* **ACTIVITY**: Please print each record exactly, omitting none of them.

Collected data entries
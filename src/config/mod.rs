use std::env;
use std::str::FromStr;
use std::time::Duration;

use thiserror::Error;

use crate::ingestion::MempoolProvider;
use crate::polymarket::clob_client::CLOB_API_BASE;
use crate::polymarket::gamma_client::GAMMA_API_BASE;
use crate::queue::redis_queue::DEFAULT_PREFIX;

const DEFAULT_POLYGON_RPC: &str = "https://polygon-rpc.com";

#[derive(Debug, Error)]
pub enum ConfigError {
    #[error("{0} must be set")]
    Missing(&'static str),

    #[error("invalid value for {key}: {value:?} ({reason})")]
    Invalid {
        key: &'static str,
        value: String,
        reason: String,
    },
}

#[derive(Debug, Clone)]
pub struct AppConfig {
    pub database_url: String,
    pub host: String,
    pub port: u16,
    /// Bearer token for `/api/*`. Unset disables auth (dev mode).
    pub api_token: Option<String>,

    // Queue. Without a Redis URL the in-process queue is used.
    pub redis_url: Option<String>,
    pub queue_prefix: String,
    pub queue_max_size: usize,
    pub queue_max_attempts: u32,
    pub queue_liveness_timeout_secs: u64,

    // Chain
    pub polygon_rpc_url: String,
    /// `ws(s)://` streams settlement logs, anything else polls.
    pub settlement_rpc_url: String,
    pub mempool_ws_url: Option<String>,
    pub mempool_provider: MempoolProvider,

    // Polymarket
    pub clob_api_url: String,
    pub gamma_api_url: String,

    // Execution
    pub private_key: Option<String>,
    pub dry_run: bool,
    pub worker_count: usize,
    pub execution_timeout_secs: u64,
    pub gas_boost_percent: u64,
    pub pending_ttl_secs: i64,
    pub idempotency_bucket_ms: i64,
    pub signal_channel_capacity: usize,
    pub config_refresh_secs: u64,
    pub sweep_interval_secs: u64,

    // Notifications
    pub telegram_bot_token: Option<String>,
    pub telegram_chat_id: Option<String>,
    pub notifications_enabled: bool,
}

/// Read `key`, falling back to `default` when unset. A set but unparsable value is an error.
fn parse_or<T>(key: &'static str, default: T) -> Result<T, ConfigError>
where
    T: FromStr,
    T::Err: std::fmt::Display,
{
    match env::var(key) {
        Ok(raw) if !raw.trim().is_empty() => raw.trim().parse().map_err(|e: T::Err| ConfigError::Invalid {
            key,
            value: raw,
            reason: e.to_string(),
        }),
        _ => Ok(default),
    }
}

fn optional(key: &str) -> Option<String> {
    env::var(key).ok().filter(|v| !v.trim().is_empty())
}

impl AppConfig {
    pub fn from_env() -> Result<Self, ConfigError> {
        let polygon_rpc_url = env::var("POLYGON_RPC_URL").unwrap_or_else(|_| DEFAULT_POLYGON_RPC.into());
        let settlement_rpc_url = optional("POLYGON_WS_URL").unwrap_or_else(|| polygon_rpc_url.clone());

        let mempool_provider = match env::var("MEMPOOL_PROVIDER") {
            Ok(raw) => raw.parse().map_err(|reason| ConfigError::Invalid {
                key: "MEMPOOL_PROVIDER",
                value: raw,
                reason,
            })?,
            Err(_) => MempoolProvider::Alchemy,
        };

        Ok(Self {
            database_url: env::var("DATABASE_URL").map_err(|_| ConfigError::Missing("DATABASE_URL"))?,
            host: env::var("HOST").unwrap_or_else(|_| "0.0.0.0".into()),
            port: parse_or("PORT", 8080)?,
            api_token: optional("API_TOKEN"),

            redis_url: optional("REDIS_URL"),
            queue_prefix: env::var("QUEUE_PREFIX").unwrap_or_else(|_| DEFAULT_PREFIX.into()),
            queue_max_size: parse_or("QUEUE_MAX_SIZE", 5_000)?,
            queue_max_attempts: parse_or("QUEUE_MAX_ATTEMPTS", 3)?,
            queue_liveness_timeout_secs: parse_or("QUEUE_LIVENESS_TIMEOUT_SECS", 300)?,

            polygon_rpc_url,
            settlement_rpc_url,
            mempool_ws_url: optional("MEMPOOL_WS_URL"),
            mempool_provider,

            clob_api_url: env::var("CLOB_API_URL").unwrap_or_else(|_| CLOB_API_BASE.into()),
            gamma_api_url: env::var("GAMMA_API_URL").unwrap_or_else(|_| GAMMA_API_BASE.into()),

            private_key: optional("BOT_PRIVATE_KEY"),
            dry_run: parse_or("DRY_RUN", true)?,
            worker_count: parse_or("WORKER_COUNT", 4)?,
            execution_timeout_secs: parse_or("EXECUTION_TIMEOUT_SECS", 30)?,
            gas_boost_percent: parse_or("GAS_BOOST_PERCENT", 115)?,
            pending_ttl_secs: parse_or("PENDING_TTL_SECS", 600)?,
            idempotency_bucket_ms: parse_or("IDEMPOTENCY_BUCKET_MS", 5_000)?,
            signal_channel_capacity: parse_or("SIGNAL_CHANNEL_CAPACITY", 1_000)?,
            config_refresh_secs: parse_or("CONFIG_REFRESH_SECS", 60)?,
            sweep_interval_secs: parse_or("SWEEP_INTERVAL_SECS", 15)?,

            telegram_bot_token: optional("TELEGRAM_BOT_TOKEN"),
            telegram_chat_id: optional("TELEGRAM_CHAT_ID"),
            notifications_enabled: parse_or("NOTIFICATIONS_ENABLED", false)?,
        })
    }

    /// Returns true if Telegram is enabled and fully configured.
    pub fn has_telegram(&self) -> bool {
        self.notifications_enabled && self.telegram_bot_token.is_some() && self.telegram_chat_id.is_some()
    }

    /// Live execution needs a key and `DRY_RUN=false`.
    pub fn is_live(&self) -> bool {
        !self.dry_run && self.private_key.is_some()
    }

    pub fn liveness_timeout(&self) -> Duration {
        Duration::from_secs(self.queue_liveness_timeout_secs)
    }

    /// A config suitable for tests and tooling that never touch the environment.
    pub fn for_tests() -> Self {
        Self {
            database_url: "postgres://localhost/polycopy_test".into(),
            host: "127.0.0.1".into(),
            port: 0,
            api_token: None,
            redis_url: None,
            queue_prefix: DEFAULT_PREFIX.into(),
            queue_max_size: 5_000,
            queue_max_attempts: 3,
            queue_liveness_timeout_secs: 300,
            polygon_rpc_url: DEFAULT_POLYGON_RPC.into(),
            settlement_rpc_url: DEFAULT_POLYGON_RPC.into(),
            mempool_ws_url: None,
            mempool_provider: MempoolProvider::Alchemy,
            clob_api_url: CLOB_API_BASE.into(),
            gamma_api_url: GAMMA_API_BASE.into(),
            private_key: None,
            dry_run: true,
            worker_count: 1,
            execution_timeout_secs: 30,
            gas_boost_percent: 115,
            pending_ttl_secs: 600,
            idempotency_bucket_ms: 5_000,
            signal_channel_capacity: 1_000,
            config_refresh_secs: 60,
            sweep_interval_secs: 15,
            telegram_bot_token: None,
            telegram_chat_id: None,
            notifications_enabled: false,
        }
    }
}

* **TASK RESULT**:
filename src/config/mod.rs
use std::env;
use std::str::FromStr;
use std::time::Duration;

use thiserror::Error;

use crate::ingestion::MempoolProvider;
use crate::polymarket::clob_client::CLOB_API_BASE;
use crate::polymarket::gamma_client::GAMMA_API_BASE;
use crate::queue::redis_queue::DEFAULT_PREFIX;

const DEFAULT_POLYGON_RPC: &str = "https://polygon-rpc.com";

#[derive(Debug, Error)]
pub enum ConfigError {
    #[error("{0} must be set")]
    Missing(&'static str),

    #[error("invalid value for {key}: {value:?} ({reason})")]
    Invalid {
        key: &'static str,
        value: String,
        reason: String,
    },
}

#[derive(Debug, Clone)]
pub struct AppConfig {
    pub database_url: String,
    pub host: String,
    pub port: u16,
    /// Bearer token for `/api/*`. Unset disables auth (dev mode).
    pub api_token: Option<String>,

    // Queue. Without a Redis URL the in-process queue is used.
    pub redis_url: Option<String>,
    pub queue_prefix: String,
    pub queue_max_size: usize,
    pub queue_max_attempts: u32,
    pub queue_liveness_timeout_secs: u64,

    // Chain
    pub polygon_rpc_url: String,
    /// `ws(s)://` streams settlement logs, anything else polls.
    pub settlement_rpc_url: String,
    pub mempool_ws_url: Option<String>,
    pub mempool_provider: MempoolProvider,

    // Polymarket
    pub clob_api_url: String,
    pub gamma_api_url: String,

    // Execution
    pub private_key: Option<String>,
    pub dry_run: bool,
    pub worker_count: usize,
    pub execution_timeout_secs: u64,
    pub gas_boost_percent: u64,
    pub pending_ttl_secs: i64,
    pub idempotency_bucket_ms: i64,
    pub signal_channel_capacity: usize,
    pub config_refresh_secs: u64,
    pub sweep_interval_secs: u64,

    // Notifications
    pub telegram_bot_token: Option<String>,
    pub telegram_chat_id: Option<String>,
    pub notifications_enabled: bool,
}

/// Read `key`, falling back to `default` when unset. A set but unparsable value is an error.
fn parse_or<T>(key: &'static str, default: T) -> Result<T, ConfigError>
where
    T: FromStr,
    T::Err: std::fmt::Display,
{
    match env::var(key) {
        Ok(raw) if !raw.trim().is_empty() => raw.trim().parse().map_err(|e: T::Err| ConfigError::Invalid {
            key,
            value: raw,
            reason: e.to_string(),
        }),
        _ => Ok(default),
    }
}

fn optional(key: &str) -> Option<String> {
    env::var(key).ok().filter(|v| !v.trim().is_empty())
}

impl AppConfig {
    pub fn from_env() -> Result<Self, ConfigError> {
        let polygon_rpc_url = env::var("POLYGON_RPC_URL").unwrap_or_else(|_| DEFAULT_POLYGON_RPC.into());
        let settlement_rpc_url = optional("POLYGON_WS_URL").unwrap_or_else(|| polygon_rpc_url.clone());

        let mempool_provider = match env::var("MEMPOOL_PROVIDER") {
            Ok(raw) => raw.parse().map_err(|reason| ConfigError::Invalid {
                key: "MEMPOOL_PROVIDER",
                value: raw,
                reason,
            })?,
            Err(_) => MempoolProvider::Alchemy,
        };

        Ok(Self {
            database_url: env::var("DATABASE_URL").map_err(|_| ConfigError::Missing("DATABASE_URL"))?,
            host: env::var("HOST").unwrap_or_else(|_| "0.0.0.0".into()),
            port: parse_or("PORT", 8080)?,
            api_token: optional("API_TOKEN"),

            redis_url: optional("REDIS_URL"),
            queue_prefix: env::var("QUEUE_PREFIX").unwrap_or_else(|_| DEFAULT_PREFIX.into()),
            queue_max_size: parse_or("QUEUE_MAX_SIZE", 5_000)?,
            queue_max_attempts: parse_or("QUEUE_MAX_ATTEMPTS", 3)?,
            queue_liveness_timeout_secs: parse_or("QUEUE_LIVENESS_TIMEOUT_SECS", 300)?,

            polygon_rpc_url,
            settlement_rpc_url,
            mempool_ws_url: optional("MEMPOOL_WS_URL"),
            mempool_provider,

            clob_api_url: env::var("CLOB_API_URL").unwrap_or_else(|_| CLOB_API_BASE.into()),
            gamma_api_url: env::var("GAMMA_API_URL").unwrap_or_else(|_| GAMMA_API_BASE.into()),

            private_key: optional("BOT_PRIVATE_KEY"),
            dry_run: parse_or("DRY_RUN", true)?,
            worker_count: parse_or("WORKER_COUNT", 4)?,
            execution_timeout_secs: parse_or("EXECUTION_TIMEOUT_SECS", 30)?,
            gas_boost_percent: parse_or("GAS_BOOST_PERCENT", 115)?,
            pending_ttl_secs: parse_or("PENDING_TTL_SECS", 600)?,
            idempotency_bucket_ms: parse_or("IDEMPOTENCY_BUCKET_MS", 5_000)?,
            signal_channel_capacity: parse_or("SIGNAL_CHANNEL_CAPACITY", 1_000)?,
            config_refresh_secs: parse_or("CONFIG_REFRESH_SECS", 60)?,
            sweep_interval_secs: parse_or("SWEEP_INTERVAL_SECS", 15)?,

            telegram_bot_token: optional("TELEGRAM_BOT_TOKEN"),
            telegram_chat_id: optional("TELEGRAM_CHAT_ID"),
            notifications_enabled: parse_or("NOTIFICATIONS_ENABLED", false)?,
        })
    }

    /// Returns true if Telegram is enabled and fully configured.
    pub fn has_telegram(&self) -> bool {
        self.notifications_enabled && self.telegram_bot_token.is_some() && self.telegram_chat_id.is_some()
    }

    /// Live execution needs a key and `DRY_RUN=false`.
    pub fn is_live(&self) -> bool {
        !self.dry_run && self.private_key.is_some()
    }

    pub fn liveness_timeout(&self) -> Duration {
        Duration::from_secs(self.queue_liveness_timeout_secs)
    }

    /// A config suitable for tests and tooling that never touch the environment.
    pub fn for_tests() -> Self {
        Self {
            database_url: "postgres://localhost/polycopy_test".into(),
            host: "127.0.0.1".into(),
            port: 0,
            api_token: None,
            redis_url: None,
            queue_prefix: DEFAULT_PREFIX.into(),
            queue_max_size: 5_000,
            queue_max_attempts: 3,
            queue_liveness_timeout_secs: 300,
            polygon_rpc_url: DEFAULT_POLYGON_RPC.into(),
            settlement_rpc_url: DEFAULT_POLYGON_RPC.into(),
            mempool_ws_url: None,
            mempool_provider: MempoolProvider::Alchemy,
            clob_api_url: CLOB_API_BASE.into(),
            gamma_api_url: GAMMA_API_BASE.into(),
            private_key: None,
            dry_run: true,
            worker_count: 1,
            execution_timeout_secs: 30,
            gas_boost_percent: 115,
            pending_ttl_secs: 600,
            idempotency_bucket_ms: 5_000,
            signal_channel_capacity: 1_000,
            config_refresh_secs: 60,
            sweep_interval_secs: 15,
            telegram_bot_token: None,
            telegram_chat_id: None,
            notifications_enabled: false,
        }
    }
}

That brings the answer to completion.